Course Syllabus
ECE 350 – Linear Systems I
Department of Electrical & Computer Engineering
1. Course Number and Name:
2. Credit Units/Contact Hours:
3. Course Coordinator:
ECE 350 – Linear Systems I
3/3
Sharlene Katz
4. Text, References & Software
Recommended Text:
Lathi BP: Linear Systems and Signals, Oxford University Press, 2nd edition, 2004, ISBN
0195158334.
Software:
MATLAB
Internet Resources:
http//hpme12.me.edu/matlab/html/
5. Specific Course Information
a. Course Description
Systematic development of linear system response models in both the time and frequency
domains. Concentrates on continuous system models. Techniques developed include
Laplace transform, Fourier analysis, impulse response, convolution, and state variables
for continuous linear systems.
b. Prerequisite by Topic
Students taking this course should have complete familiarity with the topics of
Differential Equations (Math 280 or ECE280) as well as Circuit Analysis (ECE240/L).
c. Required Course
6. Specific Goals for the Course
a. Specific Outcomes of Instructions – After completing this course the students should be able to:
1. Know and be able to apply properties of linear time-invariant systems.

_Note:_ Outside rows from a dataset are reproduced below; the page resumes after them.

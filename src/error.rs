//! Error types for batch plotting.

use std::fmt;
use std::path::PathBuf;
use thiserror::Error;

/// Automation status codes understood by the converter.
///
/// Values follow the HRESULTs reported by COM automation servers so that
/// backends bridging a real application can pass codes through unchanged.
pub mod codes {
    /// Application is busy and rejected the call (RPC_E_CALL_REJECTED).
    pub const CALL_REJECTED: u32 = 0x8001_010A;
    /// Program identifier is not registered (REGDB_E_CLASSNOTREG).
    pub const CLASS_NOT_REGISTERED: u32 = 0x8004_0154;
    /// Unspecified failure (E_FAIL).
    pub const FAIL: u32 = 0x8000_4005;
}

/// Error returned by a call into the drawing application.
#[derive(Debug, Clone, PartialEq, Eq, Error)]
#[error("{message} (0x{code:08X})")]
pub struct AutomationError {
    /// Status code of the failed call.
    pub code: u32,
    /// Human-readable description.
    pub message: String,
}

impl AutomationError {
    pub fn new(code: u32, message: impl Into<String>) -> Self {
        Self {
            code,
            message: message.into(),
        }
    }

    /// The application rejected the call because it is busy.
    pub fn busy(message: impl Into<String>) -> Self {
        Self::new(codes::CALL_REJECTED, message)
    }

    /// Generic failure.
    pub fn failed(message: impl Into<String>) -> Self {
        Self::new(codes::FAIL, message)
    }

    /// Whether waiting and retrying the call is expected to help.
    pub fn is_busy(&self) -> bool {
        self.code == codes::CALL_REJECTED
    }
}

/// Why enumeration produced nothing to convert.
#[derive(Debug, Clone, Copy, PartialEq, Eq)]
pub enum NoInputReason {
    Missing,
    NotADirectory,
    Empty,
}

impl fmt::Display for NoInputReason {
    fn fmt(&self, f: &mut fmt::Formatter<'_>) -> fmt::Result {
        match self {
            NoInputReason::Missing => write!(f, "folder does not exist"),
            NoInputReason::NotADirectory => write!(f, "path is not a folder"),
            NoInputReason::Empty => write!(f, "no matching drawings found"),
        }
    }
}

/// Terminal errors of a batch run.
#[derive(Debug, Error)]
pub enum BatchError {
    #[error("Nothing to convert in {}: {reason}", dir.display())]
    NoInput { dir: PathBuf, reason: NoInputReason },

    #[error("Failed to initialize the application after {attempts} attempt(s): {last}")]
    InitRetriesExhausted { attempts: u32, last: AutomationError },

    #[error("Automation error: {0}")]
    Fatal(AutomationError),

    #[error("IO error: {0}")]
    Io(#[from] std::io::Error),
}

/// Configuration loading and validation errors.
#[derive(Debug, Error)]
pub enum ConfigError {
    #[error("Cannot read config file {}: {source}", path.display())]
    Read {
        path: PathBuf,
        source: std::io::Error,
    },

    #[error("Invalid config file {}: {source}", path.display())]
    Parse {
        path: PathBuf,
        source: serde_json::Error,
    },

    #[error("No input folder given (pass INPUT_DIR or set input_dir in the config file)")]
    MissingInputDir,

    #[error("Invalid value for '{field}': {message}")]
    InvalidValue { field: String, message: String },
}

/// Result type alias for batch operations.
pub type Result<T> = std::result::Result<T, BatchError>;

2. Evaluate the convolution of an input waveform with an impulse response
3. Represent periodic waveforms by Fourier Series.
4. Find the spectrum of an arbitrary waveform.
5. Solve differential equations using Laplace Transforms.
6. Analyze systems using Laplace and Fourier Transform techniques.
7. Use and solve state variable equations for a continuous time linear system.
8. Use MATLAB to perform simple signal processing tasks (as indicated in learning
outcomes 1-7) for continuous-time signals and continuous-time linear systems.
b. Relationship to Student Outcomes
This supports the achievement of the following student outcomes:
a. An ability to apply knowledge of mathematics, science, and engineering to the analysis of
electrical and computer engineering problems.
b. An ability to design and conduct scientific and engineering experiments, as well as to analyze and
interpret data.
c. An ability to design systems which include hardware and/or software components within realistic
constraints such as cost, manufacturability, safety and environmental concerns.
e. An ability to identify, formulate, and solve electrical and computer engineering problems.
k. An ability to use modern engineering techniques for analysis and design.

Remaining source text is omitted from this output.